The server.scripttimeout property for the mailing script is set to 10 mins, and the entire mailing list is loaded in memory to a scripting.dictionary, which is used to perform email validation and duplicate removal.
This script can potentially be used by 10 to 20 people concurrently, each sending up to 10 mailshots each.
I feel that this cannot be good for the server, having the potential for so many long running processes to happen at once, however cannot cite technical reasons why. Can this cause issues with threads being blocked, or memory consumption? Could this potentially disrupt service to the website?
Can anyone give any technical reasons why this is not a good idea? I feel this script should be replaced with a mail server, however, I need technical reasons to cite first.
Any input in appreciated.
Best, Jack
Specifically, I'm thinking that each time this script is ran, a thread from the ASP threadpool will be busy doing the mailing.
According to http://www.iis.net/ConfigReference/system.webServer/asp/limits , the processorThreadMax property:
"The processorThreadMax attribute specifies the maximum number of worker threads per processor that IIS may create.
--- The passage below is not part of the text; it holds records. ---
//! Common types used throughout opensea-feed
//!
//! This module contains shared type definitions, type aliases,
//! and utility types used across multiple modules.

use serde::{Deserialize, Serialize};
use std::fmt;

// ============================================================================
// HTTP Types
// ============================================================================

/// HTTP method
#[derive(Debug, Clone, Copy, PartialEq, Eq, Default, Serialize, Deserialize)]
#[serde(rename_all = "UPPERCASE")]
pub enum Method {
    #[default]
    GET,
    POST,
}

impl From<Method> for reqwest::Method {
    fn from(method: Method) -> Self {
        match method {
            Method::GET => reqwest::Method::GET,
            Method::POST => reqwest::Method::POST,
        }
    }
}

impl fmt::Display for Method {
    fn fmt(&self, f: &mut fmt::Formatter<'_>) -> fmt::Result {
        match self {
            Method::GET => f.write_str("GET"),
            Method::POST => f.write_str("POST"),
        }
    }
}

// ============================================================================
// Network
// ============================================================================

/// Mainnet API base URL
pub const MAINNET_API: &str = "https://api.opensea.io";

/// Rinkeby testnet API base URL
pub const RINKEBY_API: &str = "https://rinkeby-api.opensea.io";

/// Which deployment of the API to talk to
#[derive(Debug, Clone, Copy, PartialEq, Eq, Default, Serialize, Deserialize)]
#[serde(rename_all = "snake_case")]
pub enum Network {
    #[default]
    Mainnet,
    Rinkeby,
}

impl Network {
    /// Base URL for this network
    pub fn base_url(&self) -> &'static str {
        match self {
            Network::Mainnet => MAINNET_API,
            Network::Rinkeby => RINKEBY_API,
        }
    }
}

impl std::str::FromStr for Network {
    type Err = crate::Error;

    fn from_str(s: &str) -> Result<Self, Self::Err> {
        match s.to_ascii_lowercase().as_str() {
            "mainnet" => Ok(Network::Mainnet),
            "rinkeby" => Ok(Network::Rinkeby),
            other => Err(crate::Error::config(format!("Unknown network: {other}"))),
        }
    }
}

// ============================================================================
// Query Parameters
// ============================================================================

/// Ordered query parameters.
///
/// Keys may repeat (`token_ids=1&token_ids=2`). The `*_nonzero` / `*_nonempty`
/// setters skip zero values entirely: on this API an absent parameter and an
/// explicit default do not always mean the same thing.
#[derive(Debug, Clone, Default, PartialEq, Eq)]
pub struct QueryParams(Vec<(String, String)>);

impl QueryParams {
    /// Create empty parameters
    pub fn new() -> Self {
        Self::default()
    }

    /// Append a parameter unconditionally
    pub fn push(&mut self, key: impl Into<String>, value: impl Into<String>) -> &mut Self {
        self.0.push((key.into(), value.into()));
        self
    }

    /// Replace every value for `key` with a single value, keeping the first position
    pub fn set(&mut self, key: &str, value: impl Into<String>) -> &mut Self {
        let value = value.into();
        match self.0.iter().position(|(k, _)| k == key) {
            Some(idx) => {
                self.0[idx].1 = value;
                let mut seen = false;
                self.0.retain(|(k, _)| {
                    if k != key {
                        return true;
                    }
                    let keep = !seen;
                    seen = true;
                    keep
                });
            }
            None => self.0.push((key.to_string(), value)),
        }
        self
    }

    /// Remove every value for `key`
    pub fn remove(&mut self, key: &str) -> &mut Self {
        self.0.retain(|(k, _)| k != key);
        self
    }

    /// Append unless the string is empty
    pub fn push_nonempty(&mut self, key: &str, value: &str) -> &mut Self {
        if !value.is_empty() {
            self.push(key, value);
        }
        self
    }

    /// Append unless the number is zero
    pub fn push_nonzero<N>(&mut self, key: &str, value: N) -> &mut Self
    where
        N: Default + PartialEq + fmt::Display,
    {
        if value != N::default() {
            self.push(key, value.to_string());
        }
        self
    }

    /// Append one entry per value
    pub fn push_all<I, V>(&mut self, key: &str, values: I) -> &mut Self
    where
        I: IntoIterator<Item = V>,
        V: Into<String>,
    {
        for value in values {
            self.push(key, value);
        }
        self
    }

    /// First value for `key`
    pub fn get(&self, key: &str) -> Option<&str> {
        self.0
            .iter()
            .find(|(k, _)| k == key)
            .map(|(_, v)| v.as_str())
    }

    /// All values for `key`, in order
    pub fn get_all<'a>(&'a self, key: &'a str) -> impl Iterator<Item = &'a str> + 'a {
        self.0
            .iter()
            .filter(move |(k, _)| k == key)
            .map(|(_, v)| v.as_str())
    }

    /// Check whether `key` is present
    pub fn contains(&self, key: &str) -> bool {
        self.0.iter().any(|(k, _)| k == key)
    }

    /// Iterate over pairs in order
    pub fn iter(&self) -> impl Iterator<Item = (&str, &str)> {
        self.0.iter().map(|(k, v)| (k.as_str(), v.as_str()))
    }

    /// Number of pairs
    pub fn len(&self) -> usize {
        self.0.len()
    }

    /// Check for no pairs
    pub fn is_empty(&self) -> bool {
        self.0.is_empty()
    }

    /// URL-encoded query string (no leading `?`)
    pub fn encode(&self) -> String {
        url::form_urlencoded::Serializer::new(String::new())
            .extend_pairs(self.iter())
            .finish()
    }
}

impl<K: Into<String>, V: Into<String>> FromIterator<(K, V)> for QueryParams {
    fn from_iter<T: IntoIterator<Item = (K, V)>>(iter: T) -> Self {
        Self(
            iter.into_iter()
                .map(|(k, v)| (k.into(), v.into()))
                .collect(),
        )
    }
}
Note: This setting can dramatically influence the scalability of your Web applications and the performance of your server in general. Because this attribute defines the maximum number of ASP requests that can execute simultaneously, this setting should remain at the default value unless your ASP applications are making extended calls to external components."
Assuming a single processor server, with this value configured at the default (25 threads) Would I be right in saying that if 20 concurrent users all performed mailshots at the same time, only 5 threads would be available to serve the website?
If I am correct, then I think this reason alone is enough to show this method is not sustainable and should be replaced with something more durable.
Can anyone confirm if I am correct?
Upvotes: 3
Views: 839
Reputation: 9912
A couple of reasons to consider:
What if you'll reboot the IIS service / app pool during the web site maintenance?
What if your mailer will consume an enormous amount of resources?
What if some other page will consume an enormous amount of resources (preventing your mailer to work correctly)?
PS: And how do you now run your script? If you're doing it by going to a specific page in browser, you should also consider maintenance reasons: browser is likely to cancel the request by timeout, and, although you can work-around various problems that arise (IIS cancelling the script execution, inconvenient logging), it still adds to the heap of disadvantages.